Task to complete »
Return every line of the material exactly.

Input material »
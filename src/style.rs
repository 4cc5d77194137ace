//! Terminal styling utilities for consistent CLI output.
//!
//! Respects `NO_COLOR` environment variable and terminal capabilities.

use std::sync::OnceLock;

use owo_colors::OwoColorize;

/// Whether color output is enabled (cached on first call).
static COLOR_ENABLED: OnceLock<bool> = OnceLock::new();

/// Check if colors should be used.
pub fn colors_enabled() -> bool {
   *COLOR_ENABLED.get_or_init(|| {
      // NO_COLOR takes precedence (https://no-color.org/)
      if std::env::var("NO_COLOR").is_ok() {
         return false;
      }
      // Check if stdout is a terminal and supports color
      supports_color::on(supports_color::Stream::Stdout).is_some_and(|level| level.has_basic)
   })
}

// === Color Palette ===

/// Success: checkmarks, completed actions (green + bold).
pub fn success(s: &str) -> String {
   if colors_enabled() {
      s.green().bold().to_string()
   } else {
      s.to_string()
   }
}

/// Warning: degraded batches, non-fatal issues (yellow).
pub fn warning(s: &str) -> String {
   if colors_enabled() {
      s.yellow().to_string()
   } else {
      s.to_string()
   }
}

/// Error: failures, hard errors (red + bold).
pub fn error(s: &str) -> String {
   if colors_enabled() {
      s.red().bold().to_string()
   } else {
      s.to_string()
   }
}

/// Info: informational messages (cyan).
pub fn info(s: &str) -> String {
   if colors_enabled() {
      s.cyan().to_string()
   } else {
      s.to_string()
   }
}

/// Dim: less important details, file paths (dimmed).
pub fn dim(s: &str) -> String {
   if colors_enabled() {
      s.dimmed().to_string()
   } else {
      s.to_string()
   }
}

/// Bold: headers, key values.
pub fn bold(s: &str) -> String {
   if colors_enabled() {
      s.bold().to_string()
   } else {
      s.to_string()
   }
}

/// Model name styling (magenta).
pub fn model(s: &str) -> String {
   if colors_enabled() {
      s.magenta().to_string()
   } else {
      s.to_string()
   }
}

/// Print warning message to stderr with the warning icon.
pub fn warn(msg: &str) {
   eprintln!("{} {}", warning(icons::WARNING), warning(msg));
}

/// Print info message to stdout.
pub fn print_info(msg: &str) {
   println!("{}", info(msg));
}

pub mod icons {
   pub const SUCCESS: &str = "\u{2713}";
   pub const WARNING: &str = "\u{26A0}";
   pub const ERROR: &str = "\u{2717}";
   pub const INFO: &str = "\u{2139}";
   pub const ARROW: &str = "\u{2192}";
}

Answer section »
filename src/style.rs
repository 4cc5d77194137ace
//! Terminal styling utilities for consistent CLI output.
//!
//! Respects `NO_COLOR` environment variable and terminal capabilities.

use std::sync::OnceLock;

use owo_colors::OwoColorize;

/// Whether color output is enabled (cached on first call).
static COLOR_ENABLED: OnceLock<bool> = OnceLock::new();

/// Check if colors should be used.
pub fn colors_enabled() -> bool {
   *COLOR_ENABLED.get_or_init(|| {
      // NO_COLOR takes precedence (https://no-color.org/)
      if std::env::var("NO_COLOR").is_ok() {
         return false;
      }
      // Check if stdout is a terminal and supports color
      supports_color::on(supports_color::Stream::Stdout).is_some_and(|level| level.has_basic)
   })
}

// === Color Palette ===

/// Success: checkmarks, completed actions (green + bold).
pub fn success(s: &str) -> String {
   if colors_enabled() {
      s.green().bold().to_string()
   } else {
      s.to_string()
   }
}

/// Warning: degraded batches, non-fatal issues (yellow).
pub fn warning(s: &str) -> String {
   if colors_enabled() {
      s.yellow().to_string()
   } else {
      s.to_string()
   }
}

/// Error: failures, hard errors (red + bold).
pub fn error(s: &str) -> String {
   if colors_enabled() {
      s.red().bold().to_string()
   } else {
      s.to_string()
   }
}

/// Info: informational messages (cyan).
pub fn info(s: &str) -> String {
   if colors_enabled() {
      s.cyan().to_string()
   } else {
      s.to_string()
   }
}

/// Dim: less important details, file paths (dimmed).
pub fn dim(s: &str) -> String {
   if colors_enabled() {
      s.dimmed().to_string()
   } else {
      s.to_string()
   }
}

/// Bold: headers, key values.
pub fn bold(s: &str) -> String {
   if colors_enabled() {
      s.bold().to_string()
   } else {
      s.to_string()
   }
}

/// Model name styling (magenta).
pub fn model(s: &str) -> String {
   if colors_enabled() {
      s.magenta().to_string()
   } else {
      s.to_string()
   }
}

/// Print warning message to stderr with the warning icon.
pub fn warn(msg: &str) {
   eprintln!("{} {}", warning(icons::WARNING), warning(msg));
}

/// Print info message to stdout.
pub fn print_info(msg: &str) {
   println!("{}", info(msg));
}

pub mod icons {
   pub const SUCCESS: &str = "\u{2713}";
   pub const WARNING: &str = "\u{26A0}";
   pub const ERROR: &str = "\u{2717}";
   pub const INFO: &str = "\u{2139}";
   pub const ARROW: &str = "\u{2192}";
}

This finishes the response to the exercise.